impl Orchestrator {
    /// Validate `config` and build the shared operator space, grid and state.
    pub fn new(config: Config) -> Result<Self> {
        config.validate()?;
        let ops = OperatorSpace::new(config.system.cavity_levels, config.system.atom_levels)?;
        let grid = TimeGrid::linspace(
            config.time_grid.start,
            config.time_grid.end,
            config.time_grid.points,
        )?;
        let initial = ops.basis_ket(
            config.initial_state.cavity_fock,
            config.initial_state.atom_level,
        )?;
        Ok(Self {
            config,
            ops,
            grid,
            initial,
            cancel: CancellationToken::new(),
        })
    }

    /// Share a stop flag with a caller; checked between trajectories.
    pub fn with_cancellation(mut self, token: CancellationToken) -> Self {
        self.cancel = token;
        self
    }

    pub fn config(&self) -> &Config {
        &self.config
    }

    pub fn operators(&self) -> &OperatorSpace {
        &self.ops
    }

    pub fn grid(&self) -> &TimeGrid {
        &self.grid
    }

    pub fn scenario_config(&self, scenario: Scenario) -> &ScenarioConfig {
        let s = &self.config.scenarios;
        match scenario {
            Scenario::CavityCooling => &s.cavity,
            Scenario::FeedbackCooling => &s.feedback,
            Scenario::CombinedCooling => &s.combined,
        }
    }

    /// Run all three scenarios with the configured method.
    pub fn run_all(&self) -> CoolingComparison {
        let mut reports = Vec::with_capacity(Scenario::ALL.len());
        let mut failures = Vec::new();
        let mut first_error = None;

        for scenario in Scenario::ALL {
            match self.run_scenario(scenario) {
                Ok(report) => reports.push(report),
                Err(e) => {
                    error!(scenario = %scenario, error = %e, "Scenario failed");
                    failures.push(ScenarioFailure {
                        scenario,
                        error: e.to_string(),
                    });
                    first_error.get_or_insert(e);
                }
            }
        }

        CoolingComparison {
            reports,
            failures,
            first_error,
        }
    }

    /// Run one scenario with the configured method.
    pub fn run_scenario(&self, scenario: Scenario) -> Result<ScenarioReport> {
        self.run_scenario_with(scenario, self.config.solver.method)
    }

    /// Run one scenario with an explicit method.
    pub fn run_scenario_with(&self, scenario: Scenario, method: Method) -> Result<ScenarioReport> {
        let settings = self.scenario_config(scenario);
        let collapse_ops = self.collapse_set(settings)?;
        let result = self.simulate(scenario, method, &collapse_ops)?;
        let report =
            ScenarioReport::from_result(scenario, settings, &collapse_ops, &self.grid, &result);

        info!(
            scenario = %scenario,
            method = method.as_str(),
            final_photon_number = report.final_metric,
            peak = report.peak_value,
            peak_time = report.peak_time,
            "Scenario complete"
        );
        Ok(report)
    }

    /// Raw evolution output of one scenario.
    pub fn simulate(
        &self,
        scenario: Scenario,
        method: Method,
        collapse_ops: &CollapseSet,
    ) -> Result<EnsembleResult> {
        let settings = self.scenario_config(scenario);
        let solver = &self.config.solver;
        let assembler = HamiltonianAssembler::new(&self.ops, &self.config.system.coupling_params());
        let observables = self.observables();
        self.check_jump_probability(scenario, collapse_ops);

        info!(
            scenario = %scenario,
            method = method.as_str(),
            feedback = settings.feedback,
            channels = ?collapse_ops.labels(),
            "Running scenario"
        );

        match method {
            Method::MonteCarlo => {
                let config = EnsembleConfig {
                    num_trajectories: solver.num_trajectories,
                    seed: solver.seed,
                    max_retries: solver.max_retries,
                    parallel: solver.parallel,
                    trajectory: TrajectoryConfig {
                        substeps: solver.substeps,
                        store_states: solver.store_states,
                    },
                };
                let mut runner = EnsembleRunner::new(
                    &assembler,
                    collapse_ops,
                    &self.grid,
                    &observables,
                    &self.initial,
                    config,
                )?
                .with_cancellation(self.cancel.clone());
                if settings.feedback {
                    runner = runner.with_feedback(solver.feedback_mode);
                }
                Ok(EnsembleResult::Trajectories(runner.run()?))
            }
            Method::MasterEquation => {
                if self.cancel.is_cancelled() {
                    return Err(Error::Cancelled);
                }
                let mut controller = FeedbackController::new(feedback_seed(solver.seed, 0));
                let presummed;
                let mut schedule = match (settings.feedback, solver.feedback_mode) {
                    (false, _) => HamiltonianSchedule::fixed(&assembler),
                    (true, FeedbackMode::Recomputed) => {
                        HamiltonianSchedule::with_feedback(&assembler, controller)
                    }
                    (true, FeedbackMode::Accumulating) => {
                        presummed =
                            assembler.accumulated_hamiltonian(&mut controller, self.grid.len());
                        HamiltonianSchedule::shared(&assembler, &presummed)
                    }
                };
                let result = solve_lindblad(
                    &outer(&self.initial),
                    &mut schedule,
                    collapse_ops,
                    &self.grid,
                    &observables,
                    &LindbladConfig {
                        substeps: solver.substeps,
                        store_states: solver.store_states,
                    },
                )?;
                Ok(EnsembleResult::Density(result))
            }
        }
    }

    /// Run a scenario in both modes and compare ⟨a†a⟩.
    pub fn cross_check(&self, scenario: Scenario) -> Result<CrossCheck> {
        let mc = self.run_scenario_with(scenario, Method::MonteCarlo)?;
        let me = self.run_scenario_with(scenario, Method::MasterEquation)?;

        let max_abs = max_abs_deviation(&mc.mean_photon_number, &me.mean_photon_number);
        let max_rel = max_relative_deviation(&mc.mean_photon_number, &me.mean_photon_number);
        info!(
            scenario = %scenario,
            trajectories = mc.realizations,
            max_abs_deviation = max_abs,
            max_relative_deviation = max_rel,
            "Cross-check complete"
        );

        Ok(CrossCheck {
            scenario,
            trajectories: mc.realizations,
            times: mc.times,
            monte_carlo: mc.mean_photon_number,
            master_equation: me.mean_photon_number,
            max_abs_deviation: max_abs,
            max_relative_deviation: max_rel,
        })
    }

    fn collapse_set(&self, settings: &ScenarioConfig) -> Result<CollapseSet> {
        CollapseSet::from_channels(
            &self.ops,
            &settings.channels,
            self.config.system.kappa,
            self.config.system.gamma_atom,
        )
    }

    /// a†a and σ⁺σ⁻, in the order of [`PHOTON_NUMBER`] and [`ATOMIC_EXCITATION`].
    fn observables(&self) -> Vec<Array2<Complex64>> {
        vec![self.ops.number().clone(), self.ops.atomic_excitation()]
    }

    /// Warn when δt · max diag(Σ L†L) is large enough to bias jump sampling.
    fn check_jump_probability(&self, scenario: Scenario, collapse_ops: &CollapseSet) {
        let widest = self
            .grid
            .intervals()
            .map(|(t0, t1)| t1 - t0)
            .fold(0.0, f64::max);
        let dt = widest / self.config.solver.substeps as f64;
        let max_rate = collapse_ops
            .decay_sum()
            .diag()
            .iter()
            .map(|z| z.re)
            .fold(0.0, f64::max);
        let bound = dt * max_rate;
        if bound > JUMP_PROBABILITY_WARN {
            warn!(
                scenario = %scenario,
                bound,
                substeps = self.config.solver.substeps,
                "Per-substep jump probability is large; increase solver.substeps"
            );
        }
    }
}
----
◆ **HOW TO COMPLETE THIS TASK**
What you return must match the listing above exactly, with every line included.

◆ **ANSWER TO THIS EXERCISE**
impl Orchestrator {
    /// Validate `config` and build the shared operator space, grid and state.
    pub fn new(config: Config) -> Result<Self> {
        config.validate()?;
        let ops = OperatorSpace::new(config.system.cavity_levels, config.system.atom_levels)?;
        let grid = TimeGrid::linspace(
            config.time_grid.start,
            config.time_grid.end,
            config.time_grid.points,
        )?;
        let initial = ops.basis_ket(
            config.initial_state.cavity_fock,
            config.initial_state.atom_level,
        )?;
        Ok(Self {
            config,
            ops,
            grid,
            initial,
            cancel: CancellationToken::new(),
        })
    }

    /// Share a stop flag with a caller; checked between trajectories.
    pub fn with_cancellation(mut self, token: CancellationToken) -> Self {
        self.cancel = token;
        self
    }

    pub fn config(&self) -> &Config {
        &self.config
    }

    pub fn operators(&self) -> &OperatorSpace {
        &self.ops
    }

    pub fn grid(&self) -> &TimeGrid {
        &self.grid
    }

    pub fn scenario_config(&self, scenario: Scenario) -> &ScenarioConfig {
        let s = &self.config.scenarios;
        match scenario {
            Scenario::CavityCooling => &s.cavity,
            Scenario::FeedbackCooling => &s.feedback,
            Scenario::CombinedCooling => &s.combined,
        }
    }

    /// Run all three scenarios with the configured method.
    pub fn run_all(&self) -> CoolingComparison {
        let mut reports = Vec::with_capacity(Scenario::ALL.len());
        let mut failures = Vec::new();
        let mut first_error = None;

        for scenario in Scenario::ALL {
            match self.run_scenario(scenario) {
                Ok(report) => reports.push(report),
                Err(e) => {
                    error!(scenario = %scenario, error = %e, "Scenario failed");
                    failures.push(ScenarioFailure {
                        scenario,
                        error: e.to_string(),
                    });
                    first_error.get_or_insert(e);
                }
            }
        }

        CoolingComparison {
            reports,
            failures,
            first_error,
        }
    }

    /// Run one scenario with the configured method.
    pub fn run_scenario(&self, scenario: Scenario) -> Result<ScenarioReport> {
        self.run_scenario_with(scenario, self.config.solver.method)
    }

    /// Run one scenario with an explicit method.
    pub fn run_scenario_with(&self, scenario: Scenario, method: Method) -> Result<ScenarioReport> {
        let settings = self.scenario_config(scenario);
        let collapse_ops = self.collapse_set(settings)?;
        let result = self.simulate(scenario, method, &collapse_ops)?;
        let report =
            ScenarioReport::from_result(scenario, settings, &collapse_ops, &self.grid, &result);

        info!(
            scenario = %scenario,
            method = method.as_str(),
            final_photon_number = report.final_metric,
            peak = report.peak_value,
            peak_time = report.peak_time,
            "Scenario complete"
        );
        Ok(report)
    }

    /// Raw evolution output of one scenario.
    pub fn simulate(
        &self,
        scenario: Scenario,
        method: Method,
        collapse_ops: &CollapseSet,
    ) -> Result<EnsembleResult> {
        let settings = self.scenario_config(scenario);
        let solver = &self.config.solver;
        let assembler = HamiltonianAssembler::new(&self.ops, &self.config.system.coupling_params());
        let observables = self.observables();
        self.check_jump_probability(scenario, collapse_ops);

        info!(
            scenario = %scenario,
            method = method.as_str(),
            feedback = settings.feedback,
            channels = ?collapse_ops.labels(),
            "Running scenario"
        );

        match method {
            Method::MonteCarlo => {
                let config = EnsembleConfig {
                    num_trajectories: solver.num_trajectories,
                    seed: solver.seed,
                    max_retries: solver.max_retries,
                    parallel: solver.parallel,
                    trajectory: TrajectoryConfig {
                        substeps: solver.substeps,
                        store_states: solver.store_states,
                    },
                };
                let mut runner = EnsembleRunner::new(
                    &assembler,
                    collapse_ops,
                    &self.grid,
                    &observables,
                    &self.initial,
                    config,
                )?
                .with_cancellation(self.cancel.clone());
                if settings.feedback {
                    runner = runner.with_feedback(solver.feedback_mode);
                }
                Ok(EnsembleResult::Trajectories(runner.run()?))
            }
            Method::MasterEquation => {
                if self.cancel.is_cancelled() {
                    return Err(Error::Cancelled);
                }
                let mut controller = FeedbackController::new(feedback_seed(solver.seed, 0));
                let presummed;
                let mut schedule = match (settings.feedback, solver.feedback_mode) {
                    (false, _) => HamiltonianSchedule::fixed(&assembler),
                    (true, FeedbackMode::Recomputed) => {
                        HamiltonianSchedule::with_feedback(&assembler, controller)
                    }
                    (true, FeedbackMode::Accumulating) => {
                        presummed =
                            assembler.accumulated_hamiltonian(&mut controller, self.grid.len());
                        HamiltonianSchedule::shared(&assembler, &presummed)
                    }
                };
                let result = solve_lindblad(
                    &outer(&self.initial),
                    &mut schedule,
                    collapse_ops,
                    &self.grid,
                    &observables,
                    &LindbladConfig {
                        substeps: solver.substeps,
                        store_states: solver.store_states,
                    },
                )?;
                Ok(EnsembleResult::Density(result))
            }
        }
    }

    /// Run a scenario in both modes and compare ⟨a†a⟩.
    pub fn cross_check(&self, scenario: Scenario) -> Result<CrossCheck> {
        let mc = self.run_scenario_with(scenario, Method::MonteCarlo)?;
        let me = self.run_scenario_with(scenario, Method::MasterEquation)?;

        let max_abs = max_abs_deviation(&mc.mean_photon_number, &me.mean_photon_number);
        let max_rel = max_relative_deviation(&mc.mean_photon_number, &me.mean_photon_number);
        info!(
            scenario = %scenario,
            trajectories = mc.realizations,
            max_abs_deviation = max_abs,
            max_relative_deviation = max_rel,
            "Cross-check complete"
        );

        Ok(CrossCheck {
            scenario,
            trajectories: mc.realizations,
            times: mc.times,
            monte_carlo: mc.mean_photon_number,
            master_equation: me.mean_photon_number,
            max_abs_deviation: max_abs,
            max_relative_deviation: max_rel,
        })
    }

    fn collapse_set(&self, settings: &ScenarioConfig) -> Result<CollapseSet> {
        CollapseSet::from_channels(
            &self.ops,
            &settings.channels,
            self.config.system.kappa,
            self.config.system.gamma_atom,
        )
    }

    /// a†a and σ⁺σ⁻, in the order of [`PHOTON_NUMBER`] and [`ATOMIC_EXCITATION`].
    fn observables(&self) -> Vec<Array2<Complex64>> {
        vec![self.ops.number().clone(), self.ops.atomic_excitation()]
    }

    /// Warn when δt · max diag(Σ L†L) is large enough to bias jump sampling.
    fn check_jump_probability(&self, scenario: Scenario, collapse_ops: &CollapseSet) {
        let widest = self
            .grid
            .intervals()
            .map(|(t0, t1)| t1 - t0)
            .fold(0.0, f64::max);
        let dt = widest / self.config.solver.substeps as f64;
        let max_rate = collapse_ops
            .decay_sum()
            .diag()
            .iter()
            .map(|z| z.re)
            .fold(0.0, f64::max);
        let bound = dt * max_rate;
        if bound > JUMP_PROBABILITY_WARN {
            warn!(
                scenario = %scenario,
                bound,
                substeps = self.config.solver.substeps,
                "Per-substep jump probability is large; increase solver.substeps"
            );
        }
    }
}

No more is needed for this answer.